Vietnam’s prime minister appears to have maneuvered several protégés into key leadership roles as the country’s Communist Party prepares to select a new team to run the quickly growing country, but the reform-minded Nguyen Tan Dung himself looks set to be out of a job.

The party’s conservative secretary-general will continue in his post for at least two years, people familiar with the situation said Thursday, freezing out Mr. Dung, who had been believed to be seeking the role of party chief as term limits end his time as prime minister. The incumbent, General Secretary Nguyen Phu Trong, leads a more conservative power block which takes a more cautious approach to key issues, including market reforms and resisting China’s growing influence in the disputed waters of the South China Sea.

Neither Mr. Dung nor Mr. Trong could be reached for comment. The official Vietnam News Agency reported only that a consensus had been reached at a high-level party plenum meeting before the candidates are forwarded for consideration at the party’s weeklong congress, which begins Jan. 20.

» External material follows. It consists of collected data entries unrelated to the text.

//! Ordered provider fallback.
//!
//! The resolver walks the configured providers in priority order and returns
//! the first source that passes the match policy. Providers that recently
//! reported a transient failure are not skipped; they are moved behind the
//! healthy ones until their cooldown lapses.

use std::{
    sync::{Arc, Mutex},
    time::{Duration, Instant},
};

use tracing::{debug, info, warn};

use crate::{
    config::ResolverSettings,
    error::{ProviderError, StreamError, StreamResult},
    matching,
    providers::Provider,
    types::{ProviderSource, TrackQuery},
};

struct Slot {
    provider: Arc<dyn Provider>,
    cooling_until: Mutex<Option<Instant>>,
}

impl Slot {
    fn is_cooling(&self, now: Instant) -> bool {
        self.cooling_until
            .lock()
            .map(|until| until.is_some_and(|t| t > now))
            .unwrap_or(false)
    }

    fn set_cooling(&self, until: Option<Instant>) {
        if let Ok(mut slot) = self.cooling_until.lock() {
            *slot = until;
        }
    }
}

pub struct Resolver {
    slots: Vec<Slot>,
    similarity_floor: f64,
    cooldown: Duration,
}

impl Resolver {
    /// `providers` must already be in priority order.
    pub fn new(providers: Vec<Arc<dyn Provider>>, settings: &ResolverSettings) -> Self {
        Self {
            slots: providers
                .into_iter()
                .map(|provider| Slot {
                    provider,
                    cooling_until: Mutex::new(None),
                })
                .collect(),
            similarity_floor: settings.similarity_floor,
            cooldown: settings.cooldown,
        }
    }

    pub fn provider_names(&self) -> Vec<String> {
        self.slots
            .iter()
            .map(|s| s.provider.name().to_string())
            .collect()
    }

    /// Healthy providers first, then cooling ones, each group in priority order.
    fn attempt_order(&self) -> Vec<&Slot> {
        let now = Instant::now();
        let (healthy, cooling): (Vec<&Slot>, Vec<&Slot>) =
            self.slots.iter().partition(|s| !s.is_cooling(now));
        healthy.into_iter().chain(cooling).collect()
    }

    /// Locates a source for `query`, failing with `NoSourceFound` once every
    /// provider has been tried.
    pub async fn resolve(&self, query: &TrackQuery) -> StreamResult<ProviderSource> {
        let mut attempts = Vec::new();

        for slot in self.attempt_order() {
            let name = slot.provider.name();
            debug!(provider = name, title = %query.title, "resolver: trying provider");

            let outcome = match slot.provider.locate(query).await {
                Ok(source) if matching::accepts(query, &source.matched, self.similarity_floor) => {
                    Ok(source)
                }
                Ok(source) => {
                    debug!(
                        provider = name,
                        matched = %source.matched.title,
                        score = matching::score(query, &source.matched),
                        "resolver: rejecting low-confidence match"
                    );
                    Err(ProviderError::NotFound)
                }
                Err(e) => Err(e),
            };

            match outcome {
                Ok(source) => {
                    slot.set_cooling(None);
                    info!(
                        provider = name,
                        locator = %source.locator,
                        "resolver: source located"
                    );
                    return Ok(source);
                }
                Err(e) if e.is_transient() => {
                    warn!(provider = name, error = %e, "resolver: provider unavailable");
                    slot.set_cooling(Some(Instant::now() + self.cooldown));
                    attempts.push(format!("{}: {}", name, e));
                }
                Err(e) => {
                    debug!(provider = name, "resolver: not found");
                    attempts.push(format!("{}: {}", name, e));
                }
            }
        }

        if attempts.is_empty() {
            attempts.push("no providers configured".to_string());
        }
        Err(StreamError::NoSourceFound(attempts.join("; ")))
    }
}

The congress, which meets every five years to chart the Communist Party’s long-term plans, could still change the lineup of leaders selected to steer one of Asia’s fastest-growing economies over the next five years, but that would be considered a rarity.

Experts on Vietnam said there will be little upheaval in the country’s policy direction despite Mr. Trong’s role as the heavyweight player in a triumvirate that is expected to include Deputy Prime Minister Nguyen Xuan Phuc as the new premier and Public Security Minister Tran Dai Quang as the country’s state president. Analysts say both newcomers are perceived to be close associates of Mr. Dung.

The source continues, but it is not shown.